JC: It does to me, and I think it’s an interesting way to approach the material.

I really like the style of the artist you’ve found for The Burning Black. Looks a precise, clean ink style. What’s his story?

M A-W: Ryan Howe. Ryan is the Canadian Artist responsible for an amazing Adventure series of graphic novels called Daisy Blackwood: Pilot for Hire. Imagine Indiana Jones, but instead of a bull whip-wielding professor on a mad sabbatical, it’s a female boat pilot called Daisy. She winds up inadvertently at the epicentre of 1940s, Indie-esque adventures.

The reason I chose Ryan to be the artist on this project is because I wrote the script for The Burning Black partly as a horror story, with heavy lean on dramatic lighting effects and, in short, Ryan does the most intense dramatic shading I’ve ever seen a comic book artist create… I’d go as far as to call it filmic.

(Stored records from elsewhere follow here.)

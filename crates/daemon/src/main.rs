#![forbid(unsafe_code)]

//! Distribution daemon: serves the distribution-creation API.

use std::{net::SocketAddr, path::PathBuf, sync::Arc};

use anyhow::Context;
use clap::Parser;
use distribution_core::ids::IdStrategy;
use distribution_core::{DistributionHandler, SystemClock, UnknownScopePolicy, ValidationMode};
use distribution_daemon::{router, AppState, DaemonConfig};
use tokio::signal;
use tracing::info;
use tracing_subscriber::{layer::SubscriberExt, util::SubscriberInitExt};

#[derive(Parser, Debug)]
#[command(name = "distribution-daemon", version, about = "Distribution creation API")]
struct Args {
    /// TOML config file. Flags below override its values.
    #[arg(long)]
    config: Option<PathBuf>,

    /// Listen address, e.g. 127.0.0.1:3000
    #[arg(long)]
    listen: Option<SocketAddr>,

    /// Log level (env-filter syntax).
    #[arg(long)]
    log: Option<String>,

    /// Require caseId, scope and attachments with the right types.
    #[arg(long)]
    strict: bool,

    /// Reject scopes other than "All States" and "Selected".
    #[arg(long)]
    reject_unknown_scope: bool,

    /// Identifier scheme: ulid or uuid.
    #[arg(long)]
    id_strategy: Option<IdStrategy>,

    /// Disable the permissive CORS layer.
    #[arg(long)]
    no_cors: bool,
}

impl Args {
    fn into_config(self) -> anyhow::Result<DaemonConfig> {
        let mut cfg = match &self.config {
            Some(path) => DaemonConfig::load_from(path)?,
            None => DaemonConfig::default(),
        };

        if let Some(listen) = self.listen {
            cfg.listen = listen;
        }
        if let Some(log) = self.log {
            cfg.log = log;
        }
        if self.strict {
            cfg.validation.mode = ValidationMode::Strict;
        }
        if self.reject_unknown_scope {
            cfg.validation.unknown_scope = UnknownScopePolicy::Reject;
        }
        if let Some(strategy) = self.id_strategy {
            cfg.id_strategy = strategy;
        }
        if self.no_cors {
            cfg.cors = false;
        }
        Ok(cfg)
    }
}

#[tokio::main]
async fn main() -> anyhow::Result<()> {
    let cfg = Args::parse().into_config()?;

    tracing_subscriber::registry()
        .with(tracing_subscriber::EnvFilter::new(&cfg.log))
        .with(tracing_subscriber::fmt::layer().with_target(false))
        .init();

    let handler = DistributionHandler::new(
        Arc::from(cfg.id_strategy.build()),
        Arc::new(SystemClock),
        cfg.validation,
    );
    info!(
        listen = %cfg.listen,
        mode = ?handler.policy().mode,
        unknown_scope = ?handler.policy().unknown_scope,
        id_strategy = ?cfg.id_strategy,
        "daemon starting"
    );

    let app = router(AppState::new(handler), cfg.cors);

    let listener = tokio::net::TcpListener::bind(cfg.listen)
        .await
        .with_context(|| format!("bind {}", cfg.listen))?;
    axum::serve(listener, app)
        .with_graceful_shutdown(shutdown_signal())
        .await?;
    Ok(())
}

async fn shutdown_signal() {
    let ctrl_c = async {
        let _ = signal::ctrl_c().await;
    };

    #[cfg(unix)]
    let terminate = async {
        match signal::unix::signal(signal::unix::SignalKind::terminate()) {
            Ok(mut sig) => {
                sig.recv().await;
            }
            Err(e) => {
                tracing::warn!(error = %e, "cannot install SIGTERM handler");
                std::future::pending::<()>().await;
            }
        }
    };

    #[cfg(not(unix))]
    let terminate = std::future::pending::<()>();

    tokio::select! {
        _ = ctrl_c => {},
        _ = terminate => {},
    }
    info!("shutdown requested");
}
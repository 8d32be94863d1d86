use chrono::{DateTime, SecondsFormat, Utc};

/// Formats an instant as ISO-8601 UTC with millisecond precision,
/// e.g. `2024-03-01T12:00:00.000Z`.
pub fn format_iso8601(at: DateTime<Utc>) -> String {
    at.to_rfc3339_opts(SecondsFormat::Millis, true)
}

/// Serde adapter for timestamps rendered by [`format_iso8601`].
pub(crate) mod iso8601_millis {
    use chrono::{DateTime, Utc};
    use serde::{Deserialize, Deserializer, Serializer};

    pub fn serialize<S: Serializer>(at: &DateTime<Utc>, s: S) -> Result<S::Ok, S::Error> {
        s.serialize_str(&super::format_iso8601(*at))
    }

    pub fn deserialize<'de, D: Deserializer<'de>>(d: D) -> Result<DateTime<Utc>, D::Error> {
        let raw = String::deserialize(d)?;
        DateTime::parse_from_rfc3339(&raw)
            .map(|dt| dt.with_timezone(&Utc))
            .map_err(serde::de::Error::custom)
    }
}

#[cfg(test)]
mod tests {
    use super::*;
    use chrono::TimeZone;

    #[test]
    fn formats_with_millis_and_z_suffix() {
        let at = Utc.with_ymd_and_hms(2024, 3, 1, 12, 0, 5).unwrap();
        assert_eq!(format_iso8601(at), "2024-03-01T12:00:05.000Z");
    }
}
use anyhow::Context;
use clap::{Parser, Subcommand};
use distribution_core::api::{CreateDistributionResponse, ErrorResponse, DISTRIBUTIONS_PATH};
use distribution_core::model::DistributionRequest;

#[derive(Parser, Debug)]
#[command(name = "distctl", about = "Client for the distribution daemon")]
struct Args {
    /// Daemon base URL.
    #[arg(long, global = true, default_value = "http://127.0.0.1:3000")]
    daemon: String,

    #[command(subcommand)]
    cmd: Cmd,
}

#[derive(Subcommand, Debug)]
enum Cmd {
    /// Create a distribution from flags.
    Create {
        #[arg(long)]
        case_id: String,
        /// "All States", "Selected", or any other scope.
        #[arg(long)]
        scope: Option<String>,
        /// Attachment reference; repeat for several.
        #[arg(long = "attachment")]
        attachments: Vec<String>,
    },
    /// Post a JSON request body read from a file.
    Send {
        #[arg(long)]
        file: String,
    },
    /// Check that the daemon is up.
    Health,
}

#[tokio::main]
async fn main() -> anyhow::Result<()> {
    let args = Args::parse();
    let client = reqwest::Client::new();
    let base = args.daemon.trim_end_matches('/');

    match args.cmd {
        Cmd::Create {
            case_id,
            scope,
            attachments,
        } => {
            let req = DistributionRequest::new(
                case_id,
                scope.as_deref(),
                attachments.into_iter().map(serde_json::Value::String).collect(),
            );
            let body = serde_json::to_value(&req)?;
            post_create(&client, base, &body).await?;
        }
        Cmd::Send { file } => {
            let bytes = tokio::fs::read(&file).await.with_context(|| format!("read {file}"))?;
            let body: serde_json::Value = serde_json::from_slice(&bytes).context("parse json")?;
            post_create(&client, base, &body).await?;
        }
        Cmd::Health => {
            let text = client
                .get(format!("{base}/healthz"))
                .send()
                .await?
                .error_for_status()?
                .text()
                .await?;
            println!("{text}");
        }
    }

    Ok(())
}

async fn post_create(client: &reqwest::Client, base: &str, body: &serde_json::Value) -> anyhow::Result<()> {
    let resp = client
        .post(format!("{base}{DISTRIBUTIONS_PATH}"))
        .json(body)
        .send()
        .await
        .with_context(|| format!("POST {base}{DISTRIBUTIONS_PATH}"))?;

    let status = resp.status();
    if status.is_client_error() {
        let err: ErrorResponse = resp.json().await.context("decode error body")?;
        anyhow::bail!("{status}: {} ({})", err.message, err.error);
    }

    let out: CreateDistributionResponse = resp.error_for_status()?.json().await?;
    println!("{}", serde_json::to_string_pretty(&out)?);
    Ok(())
}
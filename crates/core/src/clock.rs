//! Injected time source.

use chrono::{DateTime, Utc};

/// Source of the current instant.
pub trait Clock: Send + Sync {
    /// Current wall-clock time.
    fn now(&self) -> DateTime<Utc>;
}

/// Reads the system clock.
#[derive(Debug, Clone, Copy, Default)]
pub struct SystemClock;

impl Clock for SystemClock {
    fn now(&self) -> DateTime<Utc> {
        Utc::now()
    }
}

/// Always returns the same instant.
#[derive(Debug, Clone, Copy)]
pub struct FixedClock(pub DateTime<Utc>);

impl Clock for FixedClock {
    fn now(&self) -> DateTime<Utc> {
        self.0
    }
}
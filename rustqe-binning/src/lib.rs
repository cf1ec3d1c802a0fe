//! rustqe-binning: Cut engines for spectrometer data reduction.
//!
//! This crate provides the re-binning operations over converted point
//! clouds:
//! - **1D line cuts** with perpendicular width ([`cut_1d`])
//! - **Q-E maps** over energy slices ([`cut_qe`]) and multi-segment
//!   paths ([`cut_qe_line`], [`cut_qe_line_rlu`])
//! - **constant-Q energy cuts** ([`cut_1d_e`])
//! - **2D plane binning**, Cartesian or polar ([`cut_plane`])
//! - **powder averages** over |Q| ([`cut_powder`])
//! - **3D voxelization** with corner geometry ([`bin_3d`])
//!
#![warn(missing_docs)]

pub mod cut;
pub mod energy;
pub mod plane;
pub mod powder;
pub mod slice;
pub mod voxel;

pub use cut::{cut_1d, CutConfig, CutResult};
pub use energy::{cut_1d_e, EnergyCut};
pub use plane::{cut_plane, PlaneBinning, PlaneConfig, PlaneCut, PlaneRow};
pub use powder::{cut_powder, PowderCut};
pub use slice::{cut_qe, cut_qe_line, cut_qe_line_rlu, PathCut, PathSegment, QTransform, SliceCut};
pub use voxel::{bin_3d, calculate_axis_edges, centers_to_corners, VoxelGrid};

// Re-export core primitives the cut results are built from.
pub use rustqe_core::{bin_centers, bin_edges, BinnedData, Error, QCloud, Result};
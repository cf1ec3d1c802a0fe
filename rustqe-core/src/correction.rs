//! Aggregated bin tuples and normalization-corrected intensity.

#[cfg(feature = "serde")]
use serde::{Deserialize, Serialize};

/// Divides with IEEE semantics made explicit at the call site.
///
/// A zero denominator yields inf (or NaN for 0/0), a NaN denominator
/// yields NaN. Masked pixels and empty bins surface in the corrected
/// intensity this way instead of being clamped or raising.
#[inline]
#[must_use]
pub fn nan_safe_div(num: f64, den: f64) -> f64 {
    num / den
}

/// Per-bin aggregates of one binning operation.
///
/// Intensity, monitor and normalization are weighted sums over the points
/// that fell in each bin; `norm_count` is the number of contributing
/// points. Normalization carries mean semantics only where raster
/// duplicates were merged upstream.
#[derive(Debug, Clone, Default, PartialEq)]
#[cfg_attr(feature = "serde", derive(Serialize, Deserialize))]
pub struct BinnedData {
    /// Summed detector counts per bin.
    pub intensity: Vec<f64>,
    /// Summed monitor counts per bin.
    pub monitor: Vec<f64>,
    /// Summed normalization per bin; NaN where a masked pixel contributed.
    pub normalization: Vec<f64>,
    /// Number of points per bin.
    pub norm_count: Vec<u64>,
}

impl BinnedData {
    /// Returns the number of bins.
    #[must_use]
    pub fn len(&self) -> usize {
        self.intensity.len()
    }

    /// Returns true if there are no bins.
    #[must_use]
    pub fn is_empty(&self) -> bool {
        self.intensity.is_empty()
    }

    /// Normalization-corrected intensity per bin:
    /// `I * count / (monitor * normalization)`.
    ///
    /// Zero monitor or zero/NaN normalization produce inf/NaN entries;
    /// callers deciding what to display own that policy.
    #[must_use]
    pub fn corrected_intensity(&self) -> Vec<f64> {
        self.intensity
            .iter()
            .zip(&self.monitor)
            .zip(&self.normalization)
            .zip(&self.norm_count)
            .map(|(((&i, &m), &n), &c)| {
                #[allow(clippy::cast_precision_loss)]
                nan_safe_div(i * c as f64, m * n)
            })
            .collect()
    }
}
//! Multi-slice Q-E cuts and multi-segment path cuts.
//!
//! A Q-E cut repeats a 1D cut once per consecutive energy-edge pair,
//! producing a Q-versus-energy map. A path cut chains Q-E cuts between
//! consecutive waypoints with `extend = false`, stitching the per-segment
//! distance axes into one continuous axis.

#[cfg(feature = "serde")]
use serde::{Deserialize, Serialize};

use log::debug;
use rayon::prelude::*;

use rustqe_core::{EmptySegment, Error, QCloud, Result};

use crate::cut::{cut_1d, CutConfig, CutResult};

/// Forward transform from reciprocal-lattice coordinates to the
/// instrument's native 2D projection coordinates.
///
/// The transform belongs to the sample/instrument layer; the cut engine
/// only needs the forward direction to place waypoints.
pub trait QTransform {
    /// Maps (h, k, l) to (qx, qy), projecting onto the scattering plane.
    fn to_projection(&self, h: f64, k: f64, l: f64) -> [f64; 2];
}

/// One Q-E cut: a stack of 1D cuts over consecutive energy slices.
///
/// Slices that contained no data are skipped entirely, so `slices`,
/// `bin_centers` and `bin_distance` are parallel over surviving slices
/// only.
#[derive(Debug, Clone, Default, PartialEq)]
#[cfg_attr(feature = "serde", derive(Serialize, Deserialize))]
pub struct SliceCut {
    /// Surviving per-slice cut results.
    pub slices: Vec<CutResult>,
    /// Bin centers (qx, qy, E) per surviving slice.
    pub bin_centers: Vec<Vec<[f64; 3]>>,
    /// Distance of each bin center from the segment start, per slice.
    pub bin_distance: Vec<Vec<f64>>,
}

impl SliceCut {
    /// Returns true if every slice came back empty.
    #[must_use]
    pub fn is_empty(&self) -> bool {
        self.slices.is_empty()
    }
}

/// Cuts the cloud from `q1` to `q2` once per consecutive energy-edge pair.
///
/// Slices run in parallel; their order follows `energy_edges`. Empty
/// slices are dropped from the result. Fewer than two energy edges yield
/// an empty result.
///
/// # Errors
/// Propagates the validation errors of [`cut_1d`].
pub fn cut_qe(
    cloud: &QCloud,
    q1: [f64; 2],
    q2: [f64; 2],
    config: CutConfig,
    energy_edges: &[f64],
) -> Result<SliceCut> {
    let windows: Vec<(f64, f64)> = energy_edges
        .windows(2)
        .map(|pair| (pair[0], pair[1]))
        .collect();

    let cuts: Vec<CutResult> = windows
        .par_iter()
        .map(|&(emin, emax)| cut_1d(cloud, q1, q2, config, emin, emax))
        .collect::<Result<_>>()?;

    let mut out = SliceCut::default();
    for cut in cuts {
        if cut.is_empty() {
            continue;
        }
        let centers = cut.centers();
        let distance = centers
            .iter()
            .map(|c| (c[0] - q1[0]).hypot(c[1] - q1[1]))
            .collect();
        out.bin_centers.push(centers);
        out.bin_distance.push(distance);
        out.slices.push(cut);
    }
    debug!(
        "qe cut kept {}/{} energy slices",
        out.slices.len(),
        windows.len()
    );
    Ok(out)
}

/// One segment of a path cut.
#[derive(Debug, Clone, Default, PartialEq)]
#[cfg_attr(feature = "serde", derive(Serialize, Deserialize))]
pub struct PathSegment {
    /// Segment start in projection coordinates.
    pub from: [f64; 2],
    /// Segment end in projection coordinates.
    pub to: [f64; 2],
    /// The Q-E cut along this segment.
    pub cut: SliceCut,
    /// Total path length before this segment.
    pub distance_offset: f64,
}

/// A multi-segment path cut through Q-E space.
#[derive(Debug, Clone, Default, PartialEq)]
#[cfg_attr(feature = "serde", derive(Serialize, Deserialize))]
pub struct PathCut {
    /// Per-segment results in waypoint order.
    pub segments: Vec<PathSegment>,
}

impl PathCut {
    /// Flattens every bin distance onto the stitched path axis.
    ///
    /// Within each slice of each segment, distances are offset by the
    /// accumulated length of the preceding segments, so the sequence is
    /// non-decreasing across segment boundaries.
    #[must_use]
    pub fn stitched_distances(&self) -> Vec<f64> {
        let mut out = Vec::new();
        for segment in &self.segments {
            for distances in &segment.cut.bin_distance {
                out.extend(distances.iter().map(|d| d + segment.distance_offset));
            }
        }
        out
    }
}

/// Cuts along a polyline of waypoints given in projection coordinates.
///
/// Each consecutive waypoint pair is cut with `extend = false` so the
/// segments tile the path without overlap. Any segment whose every energy
/// slice came back empty is collected into one combined error naming the
/// offending waypoint pairs and the energy window.
///
/// # Errors
/// [`Error::TooFewWaypoints`], [`Error::TooFewEnergyBins`],
/// [`Error::EmptySegments`], plus per-segment validation errors.
pub fn cut_qe_line(
    cloud: &QCloud,
    waypoints: &[[f64; 2]],
    config: CutConfig,
    energy_edges: &[f64],
) -> Result<PathCut> {
    if waypoints.len() < 2 {
        return Err(Error::TooFewWaypoints(waypoints.len()));
    }
    if energy_edges.len() < 2 {
        return Err(Error::TooFewEnergyBins(energy_edges.len()));
    }
    let segment_config = config.with_extend(false);

    let mut path = PathCut::default();
    let mut empty = Vec::new();
    let mut offset = 0.0;
    for (index, pair) in waypoints.windows(2).enumerate() {
        let (from, to) = (pair[0], pair[1]);
        let cut = cut_qe(cloud, from, to, segment_config, energy_edges)?;
        if cut.is_empty() {
            empty.push(EmptySegment {
                segment: index,
                from,
                to,
                emin: energy_edges[0],
                emax: energy_edges[energy_edges.len() - 1],
            });
        }
        path.segments.push(PathSegment {
            from,
            to,
            cut,
            distance_offset: offset,
        });
        offset += (to[0] - from[0]).hypot(to[1] - from[1]);
    }

    if !empty.is_empty() {
        return Err(Error::EmptySegments(empty));
    }
    Ok(path)
}

/// Cuts along a polyline of reciprocal-lattice waypoints.
///
/// Waypoints are mapped through the supplied transform and the cut runs
/// in projection coordinates.
///
/// # Errors
/// Same as [`cut_qe_line`].
pub fn cut_qe_line_rlu<T: QTransform>(
    cloud: &QCloud,
    waypoints: &[[f64; 3]],
    transform: &T,
    config: CutConfig,
    energy_edges: &[f64],
) -> Result<PathCut> {
    if waypoints.len() < 2 {
        return Err(Error::TooFewWaypoints(waypoints.len()));
    }
    let projected: Vec<[f64; 2]> = waypoints
        .iter()
        .map(|w| transform.to_projection(w[0], w[1], w[2]))
        .collect();
    cut_qe_line(cloud, &projected, config, energy_edges)
}
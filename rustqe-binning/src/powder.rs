//! Powder-averaged radial cuts.

#[cfg(feature = "serde")]
use serde::{Deserialize, Serialize};

use rustqe_core::{bin_edges, histogram_counts, histogram_weighted};
use rustqe_core::{BinnedData, Error, QCloud, Result};

/// Result of a powder cut: one radial spectrum per energy slice.
///
/// `slices` and `q_edges` are parallel over energy slices; the edge
/// arrays may differ in length between slices, and a slice without data
/// holds empty entries in both.
#[derive(Debug, Clone, Default, PartialEq)]
#[cfg_attr(feature = "serde", derive(Serialize, Deserialize))]
pub struct PowderCut {
    /// Aggregates per radial bin, one entry per energy slice.
    pub slices: Vec<BinnedData>,
    /// Radial bin edges per energy slice.
    pub q_edges: Vec<Vec<f64>>,
    /// The energy edges the cut was performed over.
    pub energy_edges: Vec<f64>,
}

/// Bins intensity by |Q| and energy, averaging over all azimuths.
///
/// For every energy slice `(E_i, E_{i+1}]` the radial distance
/// `sqrt(qx² + qy²)` of in-slice points is binned over adaptive edges
/// with minimum size `q_min_bin`. There is no width parameter; the full
/// azimuthal range contributes.
///
/// # Errors
/// [`Error::InvalidTolerance`] for a non-positive `q_min_bin`, plus shape
/// validation errors.
pub fn cut_powder(cloud: &QCloud, energy_edges: &[f64], q_min_bin: f64) -> Result<PowderCut> {
    cloud.validate()?;
    if !(q_min_bin > 0.0) {
        return Err(Error::InvalidTolerance(q_min_bin));
    }

    let radius: Vec<f64> = cloud
        .qx
        .iter()
        .zip(&cloud.qy)
        .map(|(&x, &y)| x.hypot(y))
        .collect();

    let mut out = PowderCut {
        energy_edges: energy_edges.to_vec(),
        ..PowderCut::default()
    };
    for pair in energy_edges.windows(2) {
        let (lo, hi) = (pair[0], pair[1]);
        let kept: Vec<usize> = (0..cloud.len())
            .filter(|&i| cloud.energy[i] > lo && cloud.energy[i] <= hi)
            .collect();
        let q_inside: Vec<f64> = kept.iter().map(|&i| radius[i]).collect();
        let edges = bin_edges(&q_inside, q_min_bin);
        if edges.is_empty() {
            out.slices.push(BinnedData::default());
            out.q_edges.push(Vec::new());
            continue;
        }
        let gather = |column: &[f64]| -> Vec<f64> { kept.iter().map(|&i| column[i]).collect() };
        out.slices.push(BinnedData {
            intensity: histogram_weighted(&q_inside, &gather(&cloud.intensity), &edges),
            monitor: histogram_weighted(&q_inside, &gather(&cloud.monitor), &edges),
            normalization: histogram_weighted(&q_inside, &gather(&cloud.normalization), &edges),
            norm_count: histogram_counts(&q_inside, &edges),
        });
        out.q_edges.push(edges);
    }
    Ok(out)
}

#[cfg(test)]
mod tests {
    use super::*;
    use approx::assert_relative_eq;

    fn ring_cloud() -> QCloud {
        // Two rings of radius 1 and 2 at two energies.
        let mut cloud = QCloud::default();
        for k in 0..12 {
            let phi = f64::from(k) * std::f64::consts::TAU / 12.0;
            cloud.push(phi.cos(), phi.sin(), 0.5, 1.0, 10.0, 1.0);
            cloud.push(2.0 * phi.cos(), 2.0 * phi.sin(), 1.5, 2.0, 10.0, 1.0);
        }
        cloud
    }

    #[test]
    fn test_powder_bins_by_radius() {
        let cloud = ring_cloud();
        let cut = cut_powder(&cloud, &[0.0, 1.0, 2.0], 0.05).unwrap();
        assert_eq!(cut.slices.len(), 2);

        // First slice: all twelve points collapse onto radius 1.
        assert_eq!(cut.slices[0].norm_count.iter().sum::<u64>(), 12);
        assert_relative_eq!(cut.slices[0].intensity.iter().sum::<f64>(), 12.0);
        // Second slice: radius 2 ring.
        assert_relative_eq!(cut.slices[1].intensity.iter().sum::<f64>(), 24.0);
    }

    #[test]
    fn test_radial_edges_strictly_increasing() {
        let cloud = ring_cloud();
        let cut = cut_powder(&cloud, &[0.0, 1.0, 2.0], 0.05).unwrap();
        for edges in &cut.q_edges {
            assert!(edges.windows(2).all(|p| p[1] > p[0]));
        }
    }

    #[test]
    fn test_slice_without_data_is_empty_not_error() {
        let cloud = ring_cloud();
        let cut = cut_powder(&cloud, &[0.0, 1.0, 2.0, 99.0, 100.0], 0.05).unwrap();
        assert_eq!(cut.slices.len(), 4);
        assert!(cut.slices[3].is_empty());
        assert!(cut.q_edges[3].is_empty());
    }

    #[test]
    fn test_slice_bounds_half_open() {
        // A point exactly on a slice's lower edge belongs to the slice
        // below, one exactly on the upper edge to the slice itself.
        let mut cloud = QCloud::default();
        cloud.push(1.0, 0.0, 1.0, 5.0, 10.0, 1.0);
        let cut = cut_powder(&cloud, &[0.0, 1.0, 2.0], 0.05).unwrap();
        assert_relative_eq!(cut.slices[0].intensity.iter().sum::<f64>(), 5.0);
        assert!(cut.slices[1].is_empty());
    }
}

JC: How did you get into the mad business of writing graphic novels?

M A-W: Meeting my now-Wife, Elaine M. Will, in early 2015. I was a writer for a number of years prior to his, having a lengthy educational history in screenwriting and creative prose. I’d grown up with comic books in the UK, with the now-defunct British version of the Sonic Comics, called Sonic the Comic, but in my teens and early twenties I’d drifted away from the medium completely.

When I met Elaine, who is also creator of Look Straight Ahead — Renegade Arts Entertainment, it blew my mind seeing comic books from the creative end. I saw the scope of how similar the writing process was to screenwriting, yet it somehow felt like a more expressive medium to write for, there seemed to be more ‘play’ and expression in what you can write. From that moment on, I was hooked and I’d decided that I didn’t want to try and tell stories through no-budget filmmaking ever again.

JC: That’s a big appeal of comics over film, from the writer’s perspective at any rate. I got sick of sinking years into things that never got made because of money or corporate decisions — which of course exists in comics too but the production costs are usually considerably less. Of course, it’s hard to break into writing comics, but for somewhat different reasons.

M A-W: Yes. Since then, I’ve released a comic book, a feature-length graphic novel, written many other works that are either in bids for funding or with the artists as we speak and debuted works at the prestigious Toronto Comic Arts Festival.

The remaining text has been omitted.